TASK TO CARRY OUT →
Write out again only the lines that run from the start of the entries to the line containing "no better answer.", both included.

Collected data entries

Content starts

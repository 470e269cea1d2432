//! When replays may be created and how long they may run

use chrono::{DateTime, Utc};
use std::time::Duration;

use crate::models::{MatchInfo, RoundPhase};
use crate::{Error, Result};

/// Window used when the match gives no better answer.
pub const DEFAULT_WINDOW: Duration = Duration::from_secs(30);

/// Used for the stream locator when the live window is closed or too short
/// to be worth playing.
pub const FALLBACK_STREAM_WINDOW: Duration = Duration::from_secs(15);

/// Time available for a replay at `now`.
///
/// Combat never allows a replay. A phase with a fixed length allows whatever
/// is left of it.
pub fn replay_window(match_info: &MatchInfo, now: DateTime<Utc>) -> Result<Duration> {
    let Some(round) = match_info.current() else {
        return Ok(DEFAULT_WINDOW);
    };

    if round.phase == RoundPhase::Combat {
        return Err(Error::ReplayDisallowed(
            "replay is disabled during combat phase".to_string(),
        ));
    }

    let (Some(length), Some(started_at)) = (round.phase.nominal_duration(), round.phase_started_at) else {
        return Ok(DEFAULT_WINDOW);
    };

    let elapsed = (now - started_at).to_std().unwrap_or(Duration::ZERO);
    match length.checked_sub(elapsed) {
        Some(remaining) if !remaining.is_zero() => Ok(remaining),
        _ => Err(Error::ReplayDisallowed("phase already ended".to_string())),
    }
}

/// Whether a replay may be created at all right now.
#[must_use]
pub fn replay_permitted(match_info: &MatchInfo) -> bool {
    match_info
        .current()
        .map_or(true, |round| round.phase != RoundPhase::Combat)
}

/// Whole seconds to advertise as `max_duration` on a stream locator.
#[must_use]
pub fn stream_window_secs(match_info: &MatchInfo, now: DateTime<Utc>) -> u64 {
    let window = replay_window(match_info, now).unwrap_or(Duration::ZERO);
    let window = if window <= Duration::from_secs(2) {
        FALLBACK_STREAM_WINDOW
    } else {
        window
    };
    window.as_secs_f64().round() as u64
}

#[cfg(test)]
mod tests {
    use super::*;
    use crate::models::MatchEvent;
    use chrono::{TimeDelta, TimeZone};

    fn t0() -> DateTime<Utc> {
        Utc.timestamp_opt(1_700_000_000, 0).unwrap()
    }

    fn in_phase(phase: RoundPhase) -> MatchInfo {
        MatchInfo::default()
            .apply(&MatchEvent::RoundStarted { number: 3 }, t0())
            .apply(&MatchEvent::PhaseChanged { phase }, t0())
    }

    #[test]
    fn test_no_round_gives_default_window() {
        assert_eq!(replay_window(&MatchInfo::default(), t0()).unwrap(), DEFAULT_WINDOW);
        assert!(replay_permitted(&MatchInfo::default()));
    }

    #[test]
    fn test_combat_disallows() {
        let info = in_phase(RoundPhase::Combat);
        assert!(matches!(replay_window(&info, t0()), Err(Error::ReplayDisallowed(_))));
        assert!(!replay_permitted(&info));
    }

    #[test]
    fn test_remaining_phase_time() {
        let info = in_phase(RoundPhase::Shopping);
        let now = t0() + TimeDelta::seconds(12);
        assert_eq!(replay_window(&info, now).unwrap(), Duration::from_secs(18));

        let later = t0() + TimeDelta::seconds(30);
        assert!(matches!(
            replay_window(&info, later),
            Err(Error::ReplayDisallowed(ref m)) if m == "phase already ended"
        ));
        // Ended phases still permit creation; only combat blocks it
        assert!(replay_permitted(&info));
    }

    #[test]
    fn test_unknown_phase_gives_default_window() {
        let info = MatchInfo::default().apply(&MatchEvent::RoundStarted { number: 1 }, t0());
        assert_eq!(replay_window(&info, t0() + TimeDelta::hours(1)).unwrap(), DEFAULT_WINDOW);
    }

    #[test]
    fn test_stream_window_secs() {
        let info = in_phase(RoundPhase::End);
        assert_eq!(stream_window_secs(&info, t0() + TimeDelta::seconds(2)), 5);
        // Less than two seconds left: fall back
        assert_eq!(stream_window_secs(&info, t0() + TimeDelta::seconds(6)), 15);
        assert_eq!(stream_window_secs(&in_phase(RoundPhase::Combat), t0()), 15);
    }
}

Content ends

YOUR SOLUTION →
repository 470e269cea1d2432
//! When replays may be created and how long they may run

use chrono::{DateTime, Utc};
use std::time::Duration;

use crate::models::{MatchInfo, RoundPhase};
use crate::{Error, Result};

/// Window used when the match gives no better answer.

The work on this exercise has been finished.